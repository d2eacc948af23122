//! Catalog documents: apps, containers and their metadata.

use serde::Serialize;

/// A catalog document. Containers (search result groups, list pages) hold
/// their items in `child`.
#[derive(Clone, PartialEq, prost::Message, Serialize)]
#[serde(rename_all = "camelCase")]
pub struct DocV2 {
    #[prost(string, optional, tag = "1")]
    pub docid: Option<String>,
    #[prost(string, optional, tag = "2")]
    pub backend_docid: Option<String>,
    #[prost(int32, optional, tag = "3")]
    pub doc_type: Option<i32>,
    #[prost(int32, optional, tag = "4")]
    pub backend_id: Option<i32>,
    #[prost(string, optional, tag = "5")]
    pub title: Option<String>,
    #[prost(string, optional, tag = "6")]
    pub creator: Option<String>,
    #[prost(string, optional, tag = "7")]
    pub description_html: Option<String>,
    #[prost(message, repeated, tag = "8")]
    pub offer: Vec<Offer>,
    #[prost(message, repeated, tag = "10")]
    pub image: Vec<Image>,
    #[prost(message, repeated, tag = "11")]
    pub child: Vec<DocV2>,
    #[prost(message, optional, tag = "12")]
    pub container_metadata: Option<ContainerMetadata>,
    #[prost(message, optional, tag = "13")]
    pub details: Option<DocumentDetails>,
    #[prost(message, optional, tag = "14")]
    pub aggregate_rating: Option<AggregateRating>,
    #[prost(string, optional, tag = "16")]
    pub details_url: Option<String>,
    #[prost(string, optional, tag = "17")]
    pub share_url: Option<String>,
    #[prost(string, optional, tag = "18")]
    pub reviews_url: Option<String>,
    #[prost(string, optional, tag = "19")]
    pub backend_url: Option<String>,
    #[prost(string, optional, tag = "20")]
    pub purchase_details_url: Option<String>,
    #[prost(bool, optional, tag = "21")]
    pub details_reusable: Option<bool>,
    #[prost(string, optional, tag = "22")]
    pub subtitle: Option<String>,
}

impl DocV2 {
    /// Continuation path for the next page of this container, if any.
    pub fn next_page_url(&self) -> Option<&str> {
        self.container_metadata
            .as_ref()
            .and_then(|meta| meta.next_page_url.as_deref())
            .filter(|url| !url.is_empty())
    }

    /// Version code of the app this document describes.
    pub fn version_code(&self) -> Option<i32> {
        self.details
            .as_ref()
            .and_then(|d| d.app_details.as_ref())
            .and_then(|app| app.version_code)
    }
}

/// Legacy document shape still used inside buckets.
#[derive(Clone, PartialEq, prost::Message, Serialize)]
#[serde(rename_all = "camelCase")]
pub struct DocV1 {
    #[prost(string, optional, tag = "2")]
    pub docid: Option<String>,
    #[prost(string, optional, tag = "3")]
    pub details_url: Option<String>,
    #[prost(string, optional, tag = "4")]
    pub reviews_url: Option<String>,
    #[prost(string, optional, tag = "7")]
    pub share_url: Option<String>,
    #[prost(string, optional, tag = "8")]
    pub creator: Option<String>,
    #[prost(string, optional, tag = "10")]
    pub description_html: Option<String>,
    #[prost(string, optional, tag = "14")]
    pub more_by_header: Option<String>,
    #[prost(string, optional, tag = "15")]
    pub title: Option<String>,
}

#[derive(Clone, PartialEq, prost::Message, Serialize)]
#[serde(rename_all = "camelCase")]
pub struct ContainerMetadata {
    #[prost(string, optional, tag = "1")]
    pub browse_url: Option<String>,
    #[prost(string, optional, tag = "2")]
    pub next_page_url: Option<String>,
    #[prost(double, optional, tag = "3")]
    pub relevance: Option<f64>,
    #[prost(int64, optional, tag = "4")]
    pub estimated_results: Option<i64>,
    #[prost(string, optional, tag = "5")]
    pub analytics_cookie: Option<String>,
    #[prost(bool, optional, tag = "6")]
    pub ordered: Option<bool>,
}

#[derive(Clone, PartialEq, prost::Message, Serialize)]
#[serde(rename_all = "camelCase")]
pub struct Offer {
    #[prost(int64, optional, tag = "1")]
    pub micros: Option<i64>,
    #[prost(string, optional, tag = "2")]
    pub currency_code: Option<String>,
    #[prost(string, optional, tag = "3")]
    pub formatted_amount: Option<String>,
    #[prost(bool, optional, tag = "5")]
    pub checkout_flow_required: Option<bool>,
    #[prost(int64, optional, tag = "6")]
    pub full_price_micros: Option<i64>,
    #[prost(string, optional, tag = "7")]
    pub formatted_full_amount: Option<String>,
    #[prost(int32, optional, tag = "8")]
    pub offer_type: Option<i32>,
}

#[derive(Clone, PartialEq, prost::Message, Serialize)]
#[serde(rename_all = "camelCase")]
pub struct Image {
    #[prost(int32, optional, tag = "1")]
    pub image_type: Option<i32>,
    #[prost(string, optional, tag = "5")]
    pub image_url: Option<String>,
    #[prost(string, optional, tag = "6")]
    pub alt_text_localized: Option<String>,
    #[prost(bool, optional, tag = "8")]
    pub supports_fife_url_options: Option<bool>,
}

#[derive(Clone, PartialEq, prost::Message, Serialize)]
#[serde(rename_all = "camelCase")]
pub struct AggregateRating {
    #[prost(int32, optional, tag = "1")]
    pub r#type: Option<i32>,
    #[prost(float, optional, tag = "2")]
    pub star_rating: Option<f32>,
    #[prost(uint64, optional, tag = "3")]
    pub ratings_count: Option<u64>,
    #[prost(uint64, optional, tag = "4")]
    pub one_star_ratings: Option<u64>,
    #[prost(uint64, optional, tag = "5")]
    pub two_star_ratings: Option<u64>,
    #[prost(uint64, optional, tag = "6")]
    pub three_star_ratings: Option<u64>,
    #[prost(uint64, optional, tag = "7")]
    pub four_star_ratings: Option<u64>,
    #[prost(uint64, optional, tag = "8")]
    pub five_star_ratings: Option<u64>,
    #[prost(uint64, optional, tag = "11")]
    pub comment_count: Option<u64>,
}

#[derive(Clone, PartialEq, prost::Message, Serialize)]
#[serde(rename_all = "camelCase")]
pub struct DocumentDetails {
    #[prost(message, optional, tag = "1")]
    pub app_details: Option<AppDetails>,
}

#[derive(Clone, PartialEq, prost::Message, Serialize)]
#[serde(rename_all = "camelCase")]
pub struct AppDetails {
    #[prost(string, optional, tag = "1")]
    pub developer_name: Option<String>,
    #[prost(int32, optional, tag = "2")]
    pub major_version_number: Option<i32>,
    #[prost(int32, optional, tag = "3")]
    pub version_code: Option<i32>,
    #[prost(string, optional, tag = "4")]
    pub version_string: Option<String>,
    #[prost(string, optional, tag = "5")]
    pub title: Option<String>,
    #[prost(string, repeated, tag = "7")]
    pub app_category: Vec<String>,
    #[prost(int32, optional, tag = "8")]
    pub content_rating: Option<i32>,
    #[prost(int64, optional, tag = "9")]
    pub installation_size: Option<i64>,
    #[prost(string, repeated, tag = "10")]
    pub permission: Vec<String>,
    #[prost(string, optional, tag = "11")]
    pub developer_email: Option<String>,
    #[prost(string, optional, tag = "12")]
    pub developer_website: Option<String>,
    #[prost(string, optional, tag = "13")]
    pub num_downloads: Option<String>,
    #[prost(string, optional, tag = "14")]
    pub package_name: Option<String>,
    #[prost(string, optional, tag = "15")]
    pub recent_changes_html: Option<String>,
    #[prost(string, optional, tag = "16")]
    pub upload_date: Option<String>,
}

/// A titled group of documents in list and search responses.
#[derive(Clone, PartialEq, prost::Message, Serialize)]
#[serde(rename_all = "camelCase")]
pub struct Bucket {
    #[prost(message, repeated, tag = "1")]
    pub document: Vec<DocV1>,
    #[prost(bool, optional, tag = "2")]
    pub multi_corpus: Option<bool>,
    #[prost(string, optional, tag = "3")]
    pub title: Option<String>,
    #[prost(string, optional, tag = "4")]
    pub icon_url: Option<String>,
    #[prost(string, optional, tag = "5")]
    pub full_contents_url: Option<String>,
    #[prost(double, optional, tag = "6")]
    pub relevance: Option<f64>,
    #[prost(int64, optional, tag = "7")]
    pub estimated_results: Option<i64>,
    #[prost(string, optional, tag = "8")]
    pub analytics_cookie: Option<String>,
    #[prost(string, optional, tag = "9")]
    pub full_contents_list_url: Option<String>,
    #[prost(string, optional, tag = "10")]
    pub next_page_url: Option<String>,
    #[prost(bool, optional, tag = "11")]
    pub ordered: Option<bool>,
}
---
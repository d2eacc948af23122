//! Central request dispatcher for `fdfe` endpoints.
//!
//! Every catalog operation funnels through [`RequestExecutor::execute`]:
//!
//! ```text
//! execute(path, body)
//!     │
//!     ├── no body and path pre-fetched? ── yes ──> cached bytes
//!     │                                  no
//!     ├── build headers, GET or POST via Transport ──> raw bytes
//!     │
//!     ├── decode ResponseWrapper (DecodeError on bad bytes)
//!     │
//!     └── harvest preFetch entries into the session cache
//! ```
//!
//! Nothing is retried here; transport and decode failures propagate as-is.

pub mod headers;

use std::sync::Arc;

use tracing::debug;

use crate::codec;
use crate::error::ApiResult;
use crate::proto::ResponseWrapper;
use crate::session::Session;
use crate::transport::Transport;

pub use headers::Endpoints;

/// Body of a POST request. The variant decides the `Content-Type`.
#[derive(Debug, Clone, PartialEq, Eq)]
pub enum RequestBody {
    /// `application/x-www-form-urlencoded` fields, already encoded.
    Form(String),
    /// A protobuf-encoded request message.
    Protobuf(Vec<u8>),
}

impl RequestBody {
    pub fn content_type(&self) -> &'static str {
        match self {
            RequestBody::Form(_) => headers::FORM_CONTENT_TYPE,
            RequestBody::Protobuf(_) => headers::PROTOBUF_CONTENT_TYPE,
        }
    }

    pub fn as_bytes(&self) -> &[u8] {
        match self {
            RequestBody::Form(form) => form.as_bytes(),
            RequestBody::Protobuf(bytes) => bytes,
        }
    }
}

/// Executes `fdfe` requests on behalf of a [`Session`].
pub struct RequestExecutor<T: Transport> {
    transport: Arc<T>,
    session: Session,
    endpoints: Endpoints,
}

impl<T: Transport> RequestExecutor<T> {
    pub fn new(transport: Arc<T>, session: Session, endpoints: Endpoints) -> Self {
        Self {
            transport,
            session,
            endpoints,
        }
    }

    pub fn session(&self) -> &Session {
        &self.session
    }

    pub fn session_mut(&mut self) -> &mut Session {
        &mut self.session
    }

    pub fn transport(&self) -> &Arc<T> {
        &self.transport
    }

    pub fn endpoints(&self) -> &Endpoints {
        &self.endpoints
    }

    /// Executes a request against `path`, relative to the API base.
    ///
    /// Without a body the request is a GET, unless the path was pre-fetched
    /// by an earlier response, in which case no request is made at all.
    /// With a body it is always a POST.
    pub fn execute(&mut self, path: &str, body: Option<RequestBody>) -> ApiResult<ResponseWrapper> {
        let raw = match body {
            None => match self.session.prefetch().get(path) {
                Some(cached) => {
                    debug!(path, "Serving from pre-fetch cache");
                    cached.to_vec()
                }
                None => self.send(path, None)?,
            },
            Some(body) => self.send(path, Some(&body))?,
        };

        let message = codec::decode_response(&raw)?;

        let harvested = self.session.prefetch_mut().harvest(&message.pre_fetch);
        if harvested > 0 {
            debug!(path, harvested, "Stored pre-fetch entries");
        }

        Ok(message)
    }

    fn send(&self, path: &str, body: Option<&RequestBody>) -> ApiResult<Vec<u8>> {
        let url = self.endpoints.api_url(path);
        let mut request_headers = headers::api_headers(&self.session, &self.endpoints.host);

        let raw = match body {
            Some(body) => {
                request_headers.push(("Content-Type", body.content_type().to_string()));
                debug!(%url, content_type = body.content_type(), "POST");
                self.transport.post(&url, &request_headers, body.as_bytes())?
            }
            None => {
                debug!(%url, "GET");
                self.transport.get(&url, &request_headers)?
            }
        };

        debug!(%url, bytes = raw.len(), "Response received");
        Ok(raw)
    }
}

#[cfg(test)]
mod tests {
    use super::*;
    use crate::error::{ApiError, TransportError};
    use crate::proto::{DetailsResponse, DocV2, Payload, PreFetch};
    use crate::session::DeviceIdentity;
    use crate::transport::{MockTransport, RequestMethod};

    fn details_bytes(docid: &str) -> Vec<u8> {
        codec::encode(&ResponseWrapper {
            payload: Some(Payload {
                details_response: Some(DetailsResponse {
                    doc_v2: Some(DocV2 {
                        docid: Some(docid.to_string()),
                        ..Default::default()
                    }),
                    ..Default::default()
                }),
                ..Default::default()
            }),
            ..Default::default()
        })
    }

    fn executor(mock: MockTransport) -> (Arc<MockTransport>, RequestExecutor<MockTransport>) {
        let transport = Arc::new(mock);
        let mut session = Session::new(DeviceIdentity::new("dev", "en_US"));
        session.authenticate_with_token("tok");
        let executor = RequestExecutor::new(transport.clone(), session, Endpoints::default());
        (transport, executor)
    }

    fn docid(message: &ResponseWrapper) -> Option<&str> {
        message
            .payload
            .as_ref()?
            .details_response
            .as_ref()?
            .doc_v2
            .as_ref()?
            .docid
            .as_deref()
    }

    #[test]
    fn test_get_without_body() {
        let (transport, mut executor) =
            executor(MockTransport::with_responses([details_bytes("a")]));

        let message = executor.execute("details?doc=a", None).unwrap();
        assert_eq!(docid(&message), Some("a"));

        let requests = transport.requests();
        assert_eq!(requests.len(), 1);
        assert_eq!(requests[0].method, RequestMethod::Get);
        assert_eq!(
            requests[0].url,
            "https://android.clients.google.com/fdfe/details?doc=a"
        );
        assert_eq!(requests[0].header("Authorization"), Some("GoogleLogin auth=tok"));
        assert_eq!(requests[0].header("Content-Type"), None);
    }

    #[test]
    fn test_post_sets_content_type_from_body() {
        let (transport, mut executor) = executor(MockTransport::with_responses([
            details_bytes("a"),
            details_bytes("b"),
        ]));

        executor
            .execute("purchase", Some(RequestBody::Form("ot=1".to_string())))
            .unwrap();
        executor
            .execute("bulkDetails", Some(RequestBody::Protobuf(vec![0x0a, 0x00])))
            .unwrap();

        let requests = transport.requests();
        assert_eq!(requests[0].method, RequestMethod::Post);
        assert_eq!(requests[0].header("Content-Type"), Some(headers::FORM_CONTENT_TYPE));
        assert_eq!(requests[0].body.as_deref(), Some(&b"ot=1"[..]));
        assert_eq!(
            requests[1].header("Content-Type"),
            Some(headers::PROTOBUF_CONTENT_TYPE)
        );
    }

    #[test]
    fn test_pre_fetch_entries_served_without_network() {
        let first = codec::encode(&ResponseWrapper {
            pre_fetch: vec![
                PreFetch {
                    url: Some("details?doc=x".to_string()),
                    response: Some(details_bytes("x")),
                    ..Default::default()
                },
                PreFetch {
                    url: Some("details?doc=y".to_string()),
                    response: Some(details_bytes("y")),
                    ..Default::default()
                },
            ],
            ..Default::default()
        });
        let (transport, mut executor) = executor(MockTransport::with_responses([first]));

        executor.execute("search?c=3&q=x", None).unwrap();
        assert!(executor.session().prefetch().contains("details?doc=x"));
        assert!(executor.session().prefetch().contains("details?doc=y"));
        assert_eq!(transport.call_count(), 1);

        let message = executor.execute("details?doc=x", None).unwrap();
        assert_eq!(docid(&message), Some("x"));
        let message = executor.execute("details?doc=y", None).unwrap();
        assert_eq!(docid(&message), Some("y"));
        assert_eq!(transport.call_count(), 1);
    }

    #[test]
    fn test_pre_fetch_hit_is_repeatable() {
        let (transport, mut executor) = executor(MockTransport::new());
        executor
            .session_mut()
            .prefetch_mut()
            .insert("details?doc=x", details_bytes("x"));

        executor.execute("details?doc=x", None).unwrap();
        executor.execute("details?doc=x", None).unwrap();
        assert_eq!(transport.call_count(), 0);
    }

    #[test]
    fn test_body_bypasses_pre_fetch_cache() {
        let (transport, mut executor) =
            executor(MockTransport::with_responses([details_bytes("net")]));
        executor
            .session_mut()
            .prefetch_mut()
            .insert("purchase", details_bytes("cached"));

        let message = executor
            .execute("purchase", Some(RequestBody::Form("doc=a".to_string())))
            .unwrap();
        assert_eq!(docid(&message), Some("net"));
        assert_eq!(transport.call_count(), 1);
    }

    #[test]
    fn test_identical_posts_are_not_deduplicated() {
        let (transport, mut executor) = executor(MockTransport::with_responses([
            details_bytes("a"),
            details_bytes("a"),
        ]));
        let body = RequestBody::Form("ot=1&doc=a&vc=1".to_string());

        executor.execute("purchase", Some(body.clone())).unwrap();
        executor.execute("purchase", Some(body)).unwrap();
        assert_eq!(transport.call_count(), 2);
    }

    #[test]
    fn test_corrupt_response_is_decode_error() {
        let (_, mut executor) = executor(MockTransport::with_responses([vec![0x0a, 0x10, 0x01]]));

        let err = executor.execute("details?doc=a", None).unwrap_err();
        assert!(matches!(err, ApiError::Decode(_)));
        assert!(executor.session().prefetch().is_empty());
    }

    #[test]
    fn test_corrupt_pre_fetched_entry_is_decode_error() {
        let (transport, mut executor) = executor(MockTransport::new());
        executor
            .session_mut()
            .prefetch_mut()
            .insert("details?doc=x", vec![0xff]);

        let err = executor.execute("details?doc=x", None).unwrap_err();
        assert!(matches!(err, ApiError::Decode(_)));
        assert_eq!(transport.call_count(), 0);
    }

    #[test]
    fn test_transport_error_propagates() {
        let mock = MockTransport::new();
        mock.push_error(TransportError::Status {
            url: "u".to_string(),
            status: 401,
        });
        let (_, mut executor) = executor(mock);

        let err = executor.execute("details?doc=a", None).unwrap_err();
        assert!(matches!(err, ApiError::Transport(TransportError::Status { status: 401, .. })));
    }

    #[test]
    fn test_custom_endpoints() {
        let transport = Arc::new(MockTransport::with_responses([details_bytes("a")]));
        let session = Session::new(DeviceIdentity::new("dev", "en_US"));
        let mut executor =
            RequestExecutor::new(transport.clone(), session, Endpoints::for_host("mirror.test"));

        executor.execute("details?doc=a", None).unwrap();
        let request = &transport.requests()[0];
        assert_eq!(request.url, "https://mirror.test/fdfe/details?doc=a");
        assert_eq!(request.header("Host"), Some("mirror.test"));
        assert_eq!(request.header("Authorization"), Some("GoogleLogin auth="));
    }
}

Assignment:
The reply should hold only how many lines in the material include the word "codec".

Reply to the exercise:
4